● TRY IT
Every line of the records that holds the word "contains" should be copied out.

Collected data:
--- --- ---
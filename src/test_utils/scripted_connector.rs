//! An in-memory transport that records every call made through it.
//!
//! Tests script connect failures, liveness answers and send failures, then
//! assert on the recorded [`TransportCall`] sequence.

use std::{collections::VecDeque, io, sync::Arc};

use parking_lot::Mutex;

use crate::{
    config::AppenderConfig,
    error::ConnectError,
    event::TransportEvent,
    transport::{RpcConnection, RpcConnector},
};

/// One call observed by the scripted transport.
#[derive(Clone, Debug, PartialEq, Eq)]
pub enum TransportCall {
    Connect { host: String, port: u16 },
    IsActive,
    Append(TransportEvent),
    Close,
}

#[derive(Default)]
struct Script {
    calls: Vec<TransportCall>,
    refuse_all: bool,
    refuse_next: usize,
    liveness: VecDeque<bool>,
    fail_next_appends: usize,
    open: usize,
}

/// Connector handing out [`ScriptedConnection`]s that share one script.
#[derive(Clone, Default)]
pub struct ScriptedConnector {
    script: Arc<Mutex<Script>>,
}

impl ScriptedConnector {
    pub fn new() -> Self {
        Self::default()
    }

    /// A connector whose every connect attempt is refused.
    pub fn refusing() -> Self {
        let connector = Self::new();
        connector.script.lock().refuse_all = true;
        connector
    }

    /// Refuse the next `count` connect attempts.
    pub fn refuse_next_connects(&self, count: usize) {
        self.script.lock().refuse_next = count;
    }

    /// Queue answers for upcoming liveness checks. Unscripted checks report
    /// the connection as alive.
    pub fn script_liveness(&self, answers: impl IntoIterator<Item = bool>) {
        self.script.lock().liveness.extend(answers);
    }

    /// Fail the next `count` appends with a broken pipe.
    pub fn fail_next_appends(&self, count: usize) {
        self.script.lock().fail_next_appends = count;
    }

    /// Snapshot of every call made so far.
    pub fn calls(&self) -> Vec<TransportCall> {
        self.script.lock().calls.clone()
    }

    /// Events successfully appended, in order.
    pub fn appended(&self) -> Vec<TransportEvent> {
        self.script
            .lock()
            .calls
            .iter()
            .filter_map(|call| match call {
                TransportCall::Append(event) => Some(event.clone()),
                _ => None,
            })
            .collect()
    }

    pub fn connect_count(&self) -> usize {
        self.count(|call| matches!(call, TransportCall::Connect { .. }))
    }

    pub fn close_count(&self) -> usize {
        self.count(|call| matches!(call, TransportCall::Close))
    }

    /// Connections opened and not yet closed.
    pub fn open_connections(&self) -> usize {
        self.script.lock().open
    }

    fn count(&self, pred: impl Fn(&TransportCall) -> bool) -> usize {
        self.script.lock().calls.iter().filter(|c| pred(c)).count()
    }
}

impl RpcConnector for ScriptedConnector {
    fn connect(&self, config: &AppenderConfig) -> Result<Box<dyn RpcConnection>, ConnectError> {
        let mut script = self.script.lock();
        script.calls.push(TransportCall::Connect {
            host: config.host.clone(),
            port: config.port,
        });
        if script.refuse_all || script.refuse_next > 0 {
            script.refuse_next = script.refuse_next.saturating_sub(1);
            return Err(ConnectError::Connect {
                host: config.host.clone(),
                port: config.port,
                source: io::Error::from(io::ErrorKind::ConnectionRefused),
            });
        }
        script.open += 1;
        Ok(Box::new(ScriptedConnection {
            script: Arc::clone(&self.script),
            open: true,
        }))
    }
}

/// Connection produced by [`ScriptedConnector`].
pub struct ScriptedConnection {
    script: Arc<Mutex<Script>>,
    open: bool,
}

impl RpcConnection for ScriptedConnection {
    fn is_active(&mut self) -> bool {
        let mut script = self.script.lock();
        script.calls.push(TransportCall::IsActive);
        let scripted = script.liveness.pop_front().unwrap_or(true);
        self.open && scripted
    }

    fn append(&mut self, event: &TransportEvent) -> io::Result<()> {
        let mut script = self.script.lock();
        if !self.open {
            return Err(io::Error::from(io::ErrorKind::NotConnected));
        }
        if script.fail_next_appends > 0 {
            script.fail_next_appends -= 1;
            return Err(io::Error::from(io::ErrorKind::BrokenPipe));
        }
        script.calls.push(TransportCall::Append(event.clone()));
        Ok(())
    }

    fn close(&mut self) {
        if !self.open {
            return;
        }
        self.open = false;
        let mut script = self.script.lock();
        script.open -= 1;
        script.calls.push(TransportCall::Close);
    }
}

impl Drop for ScriptedConnection {
    fn drop(&mut self) {
        self.close();
    }
}
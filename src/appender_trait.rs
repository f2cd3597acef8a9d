use crate::{
    appender::FlumeAppender,
    error::{ConnectError, DeliveryError},
    log_record::FlumeLogRecord,
};

/// Capability a host logging framework drives.
///
/// Hosts call [`activate`](Appender::activate) once before the first record,
/// [`append`](Appender::append) for every record and [`close`](Appender::close)
/// at shutdown. Implementations are shared across threads.
pub trait Appender: Send + Sync {
    fn activate(&self) -> Result<(), ConnectError>;

    /// Deliver a single record.
    fn append(&self, record: &FlumeLogRecord) -> Result<(), DeliveryError>;

    fn close(&self);

    /// Whether records must be pre-rendered by a layout before `append`.
    fn requires_layout(&self) -> bool;
}

impl Appender for FlumeAppender {
    fn activate(&self) -> Result<(), ConnectError> {
        FlumeAppender::activate(self)
    }

    fn append(&self, record: &FlumeLogRecord) -> Result<(), DeliveryError> {
        FlumeAppender::append(self, record)
    }

    fn close(&self) {
        FlumeAppender::close(self);
    }

    fn requires_layout(&self) -> bool {
        FlumeAppender::requires_layout(self)
    }
}
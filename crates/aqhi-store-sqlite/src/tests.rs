//! Integration tests for `SqliteStore` against an in-memory database.

use aqhi_core::{
  alert::NewAlert,
  coordinate::Coordinate,
  store::{AlertStore, LocationStore, UserDirectory},
  user::{NewUser, User},
};
use uuid::Uuid;

use crate::{Error, SqliteStore};

async fn store() -> SqliteStore {
  SqliteStore::open_in_memory()
    .await
    .expect("in-memory store")
}

fn coord(lat: f64, lon: f64) -> Coordinate { Coordinate::new(lat, lon).unwrap() }

fn new_user(username: &str, location: Coordinate) -> NewUser {
  NewUser {
    username: username.into(),
    email:    format!("{username}@example.com"),
    password: "$argon2id$opaque".into(),
    location,
  }
}

async fn add(s: &SqliteStore, username: &str, location: Coordinate) -> User {
  s.add_user(new_user(username, location)).await.unwrap()
}

// ─── Users ───────────────────────────────────────────────────────────────────

#[tokio::test]
async fn add_and_find_user() {
  let s = store().await;
  let alice = add(&s, "alice", coord(49.28, -123.12)).await;

  let found = s.find_by_username("alice").await.unwrap().unwrap();
  assert_eq!(found, alice);
  assert_eq!(found.email, "alice@example.com");
  assert_eq!(found.location, coord(49.28, -123.12));
}

#[tokio::test]
async fn find_missing_user_returns_none() {
  let s = store().await;
  add(&s, "alice", coord(0.0, 0.0)).await;

  assert!(s.find_by_username("bob").await.unwrap().is_none());
}

#[tokio::test]
async fn duplicate_username_is_conflict() {
  let s = store().await;
  add(&s, "alice", coord(0.0, 0.0)).await;

  let mut dup = new_user("alice", coord(1.0, 1.0));
  dup.email = "other@example.com".into();
  let err = s.add_user(dup).await.unwrap_err();
  assert!(matches!(err, Error::Conflict(_)), "{err:?}");
}

#[tokio::test]
async fn duplicate_email_is_conflict() {
  let s = store().await;
  add(&s, "alice", coord(0.0, 0.0)).await;

  let mut dup = new_user("alice2", coord(1.0, 1.0));
  dup.email = "alice@example.com".into();
  let err = s.add_user(dup).await.unwrap_err();
  assert!(matches!(err, Error::Conflict(_)), "{err:?}");
}

// ─── Locations ───────────────────────────────────────────────────────────────

#[tokio::test]
async fn set_location_updates_and_returns_user() {
  let s = store().await;
  let alice = add(&s, "alice", coord(0.0, 0.0)).await;

  let updated = s
    .set_location(alice.user_id, coord(37.42, -122.08))
    .await
    .unwrap()
    .unwrap();
  assert_eq!(updated.user_id, alice.user_id);
  assert_eq!(updated.location, coord(37.42, -122.08));

  let found = s.find_by_username("alice").await.unwrap().unwrap();
  assert_eq!(found.location, coord(37.42, -122.08));
}

#[tokio::test]
async fn set_location_only_touches_one_row() {
  let s = store().await;
  let alice = add(&s, "alice", coord(1.0, 1.0)).await;
  add(&s, "bob", coord(2.0, 2.0)).await;

  s.set_location(alice.user_id, coord(3.0, 3.0)).await.unwrap();

  let bob = s.find_by_username("bob").await.unwrap().unwrap();
  assert_eq!(bob.location, coord(2.0, 2.0));
}

#[tokio::test]
async fn set_location_for_unknown_id_returns_none() {
  let s = store().await;
  add(&s, "alice", coord(0.0, 0.0)).await;

  let result = s.set_location(Uuid::new_v4(), coord(5.0, 5.0)).await.unwrap();
  assert!(result.is_none());

  let alice = s.find_by_username("alice").await.unwrap().unwrap();
  assert_eq!(alice.location, coord(0.0, 0.0));
}

#[tokio::test]
async fn set_location_is_idempotent() {
  let s = store().await;
  let bob = add(&s, "bob", coord(0.0, 0.0)).await;
  let target = coord(-33.8688, 151.2093);

  let first = s.set_location(bob.user_id, target).await.unwrap().unwrap();
  let second = s.set_location(bob.user_id, target).await.unwrap().unwrap();
  assert_eq!(first, second);
  assert_eq!(
    s.find_by_username("bob").await.unwrap().unwrap().location,
    target
  );
}

#[tokio::test]
async fn stored_point_is_longitude_first() {
  let s = store().await;
  let alice = add(&s, "alice", coord(0.0, 0.0)).await;
  s.set_location(alice.user_id, coord(37.42, -122.08)).await.unwrap();

  let raw: String = s
    .conn_for_tests()
    .call(|conn| {
      Ok(conn.query_row(
        "SELECT location FROM users WHERE username = 'alice'",
        [],
        |r| r.get(0),
      )?)
    })
    .await
    .unwrap();
  assert_eq!(raw, "SRID=4326;POINT(-122.08 37.42)");
}

#[tokio::test]
async fn failed_update_leaves_previous_location() {
  let s = store().await;
  let alice = add(&s, "alice", coord(10.0, 20.0)).await;

  // The UPDATE statement itself fails.
  s.execute_batch(
    "CREATE TEMP TRIGGER fail_location AFTER UPDATE OF location ON users
     BEGIN SELECT RAISE(ABORT, 'injected failure'); END;",
  )
  .await
  .unwrap();

  let err = s
    .set_location(alice.user_id, coord(-45.0, 170.0))
    .await
    .unwrap_err();
  assert!(matches!(err, Error::Database(_)), "{err:?}");
  assert!(err.to_string().contains("injected failure"), "{err}");

  let found = s.find_by_username("alice").await.unwrap().unwrap();
  assert_eq!(found.location, coord(10.0, 20.0));

  // The connection is still usable once the failure is removed.
  s.execute_batch("DROP TRIGGER fail_location;").await.unwrap();
  s.set_location(alice.user_id, coord(-45.0, 170.0))
    .await
    .unwrap()
    .unwrap();
  assert_eq!(
    s.find_by_username("alice").await.unwrap().unwrap().location,
    coord(-45.0, 170.0)
  );
}

#[tokio::test]
async fn undecodable_read_back_rolls_back_the_update() {
  let s = store().await;
  let alice = add(&s, "alice", coord(10.0, 20.0)).await;

  // The UPDATE succeeds, but the row it leaves behind does not decode. Only
  // rolling back the transaction restores the previous location.
  s.execute_batch(
    "CREATE TEMP TRIGGER corrupt_location AFTER UPDATE OF location ON users
     BEGIN
       UPDATE users SET location = 'SRID=4326;POINT(garbage)' WHERE user_id = NEW.user_id;
     END;",
  )
  .await
  .unwrap();

  let err = s
    .set_location(alice.user_id, coord(-45.0, 170.0))
    .await
    .unwrap_err();
  assert!(err.to_string().contains("invalid stored point"), "{err}");

  s.execute_batch("DROP TRIGGER corrupt_location;").await.unwrap();
  let found = s.find_by_username("alice").await.unwrap().unwrap();
  assert_eq!(found.location, coord(10.0, 20.0));
}

#[tokio::test]
async fn corrupt_stored_point_is_an_error_not_a_partial_user() {
  let s = store().await;
  add(&s, "alice", coord(0.0, 0.0)).await;
  s.execute_batch(
    "UPDATE users SET location = 'SRID=4326;POINT(garbage)' WHERE username = 'alice';",
  )
  .await
  .unwrap();

  let err = s.find_by_username("alice").await.unwrap_err();
  assert!(matches!(err, Error::Point(_)), "{err:?}");
}

#[tokio::test]
async fn concurrent_updates_are_last_writer_wins() {
  let s = store().await;
  let carol_id = add(&s, "carol", coord(0.0, 0.0)).await.user_id;

  let targets: Vec<Coordinate> = (1..=8).map(|i| coord(f64::from(i), -f64::from(i))).collect();
  let tasks: Vec<_> = targets
    .iter()
    .map(|&c| {
      let s = s.clone();
      tokio::spawn(async move { s.set_location(carol_id, c).await })
    })
    .collect();
  for t in tasks {
    t.await.unwrap().unwrap().unwrap();
  }

  // No ordering is promised between the writers; the survivor is whichever
  // committed last, and it is always one complete submitted value.
  let final_loc = s.find_by_username("carol").await.unwrap().unwrap().location;
  assert!(targets.contains(&final_loc), "unexpected final location {final_loc:?}");
}

// ─── Alerts ──────────────────────────────────────────────────────────────────

#[tokio::test]
async fn add_and_list_alerts() {
  let s = store().await;
  let alice = add(&s, "alice", coord(43.65, -79.38)).await;

  let mut sms = NewAlert::new(alice.user_id, "Work", 7, coord(43.64, -79.39));
  sms.alert_method = Some("sms".into());
  sms.mobile_number = Some("+15555550100".into());

  let a1 = s
    .add_alert(NewAlert::new(alice.user_id, "Home", 5, coord(43.65, -79.38)))
    .await
    .unwrap();
  let a2 = s.add_alert(sms).await.unwrap();
  assert!(a1.is_active);

  let alerts = s.list_alerts(alice.user_id).await.unwrap();
  assert_eq!(alerts.len(), 2);
  assert_eq!(alerts[0].alert_id, a1.alert_id);
  assert_eq!(alerts[1], a2);
  assert_eq!(alerts[1].mobile_number.as_deref(), Some("+15555550100"));
}

#[tokio::test]
async fn alerts_are_scoped_to_their_user() {
  let s = store().await;
  let alice = add(&s, "alice", coord(0.0, 0.0)).await;
  let bob = add(&s, "bob", coord(0.0, 0.0)).await;
  s.add_alert(NewAlert::new(alice.user_id, "Home", 5, coord(0.0, 0.0)))
    .await
    .unwrap();

  assert!(s.list_alerts(bob.user_id).await.unwrap().is_empty());
}

#[tokio::test]
async fn alert_for_unknown_user_is_rejected() {
  let s = store().await;
  let ghost = Uuid::new_v4();

  let err = s
    .add_alert(NewAlert::new(ghost, "Nowhere", 3, coord(0.0, 0.0)))
    .await
    .unwrap_err();
  assert!(matches!(err, Error::UserNotFound(id) if id == ghost), "{err:?}");
}

#[tokio::test]
async fn alert_location_is_independent_of_user_location() {
  let s = store().await;
  let alice = add(&s, "alice", coord(1.0, 1.0)).await;
  s.add_alert(NewAlert::new(alice.user_id, "Cottage", 4, coord(45.0, -78.0)))
    .await
    .unwrap();

  s.set_location(alice.user_id, coord(2.0, 2.0)).await.unwrap();

  let alerts = s.list_alerts(alice.user_id).await.unwrap();
  assert_eq!(alerts[0].location, coord(45.0, -78.0));
}

// ─── Persistence ─────────────────────────────────────────────────────────────

#[tokio::test]
async fn reopening_a_file_store_keeps_locations() {
  let path = std::env::temp_dir().join(format!("aqhi-store-{}.db", Uuid::new_v4()));

  {
    let s = SqliteStore::open(&path).await.unwrap();
    let alice = add(&s, "alice", coord(0.0, 0.0)).await;
    s.set_location(alice.user_id, coord(51.05, -114.07)).await.unwrap();
  }

  let s = SqliteStore::open(&path).await.unwrap();
  let alice = s.find_by_username("alice").await.unwrap().unwrap();
  assert_eq!(alice.location, coord(51.05, -114.07));

  drop(s);
  for suffix in ["", "-wal", "-shm"] {
    let _ = std::fs::remove_file(format!("{}{suffix}", path.display()));
  }
}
--- --- ---
● RESPONSE AREA
  assert!(err.to_string().contains("injected failure"), "{err}");
  assert!(err.to_string().contains("invalid stored point"), "{err}");
  assert!(targets.contains(&final_loc), "unexpected final location {final_loc:?}");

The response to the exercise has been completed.